Data records
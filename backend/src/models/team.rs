//! Team and user directory types

use serde::{Deserialize, Serialize};
use sqlx::FromRow;

use crate::models::PullRequestShort;

/// Database identifier of a team
pub type TeamId = i64;

/// A team member as seen by reviewer selection
#[derive(Debug, Clone, PartialEq, Eq, Serialize, Deserialize, FromRow)]
pub struct TeamMember {
    pub user_id: String,
    pub username: String,
    pub is_active: bool,
}

impl TeamMember {
    pub fn new(user_id: impl Into<String>, username: impl Into<String>, is_active: bool) -> Self {
        Self {
            user_id: user_id.into(),
            username: username.into(),
            is_active,
        }
    }
}

/// Team with its members
#[derive(Debug, Clone, PartialEq, Eq, Serialize, Deserialize)]
pub struct Team {
    pub team_name: String,
    pub members: Vec<TeamMember>,
}

/// User entity
#[derive(Debug, Clone, PartialEq, Eq, Serialize, Deserialize, FromRow)]
pub struct User {
    pub user_id: String,
    pub username: String,
    pub team_name: String,
    pub is_active: bool,
}

/// Request payload for team creation
#[derive(Debug, Clone, Deserialize)]
pub struct AddTeamRequest {
    pub team_name: String,
    #[serde(default)]
    pub members: Vec<TeamMember>,
}

/// Query parameters for team lookup
#[derive(Debug, Clone, Deserialize)]
pub struct TeamQuery {
    pub team_name: String,
}

/// Request payload for team deactivation
#[derive(Debug, Clone, Deserialize)]
pub struct DeactivateTeamRequest {
    pub team_name: String,
}

/// Request payload for toggling a user's activity flag
#[derive(Debug, Clone, Deserialize)]
pub struct SetUserActiveRequest {
    pub user_id: String,
    pub is_active: bool,
}

/// Query parameters for per-user endpoints
#[derive(Debug, Clone, Deserialize)]
pub struct UserQuery {
    pub user_id: String,
}

/// Pull requests currently waiting on a reviewer
#[derive(Debug, Clone, Serialize, Deserialize)]
pub struct UserReviews {
    pub user_id: String,
    pub pull_requests: Vec<PullRequestShort>,
}

/// Total review assignments a user has received
#[derive(Debug, Clone, PartialEq, Eq, Serialize, Deserialize)]
pub struct ReviewStat {
    pub user_id: String,
    pub review_count: i64,
}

# EXERCISE INSTRUCTIONS
Determine the number of lines in the records that contain the word "serde", and provide that number alone.

# RESPONSE AREA
2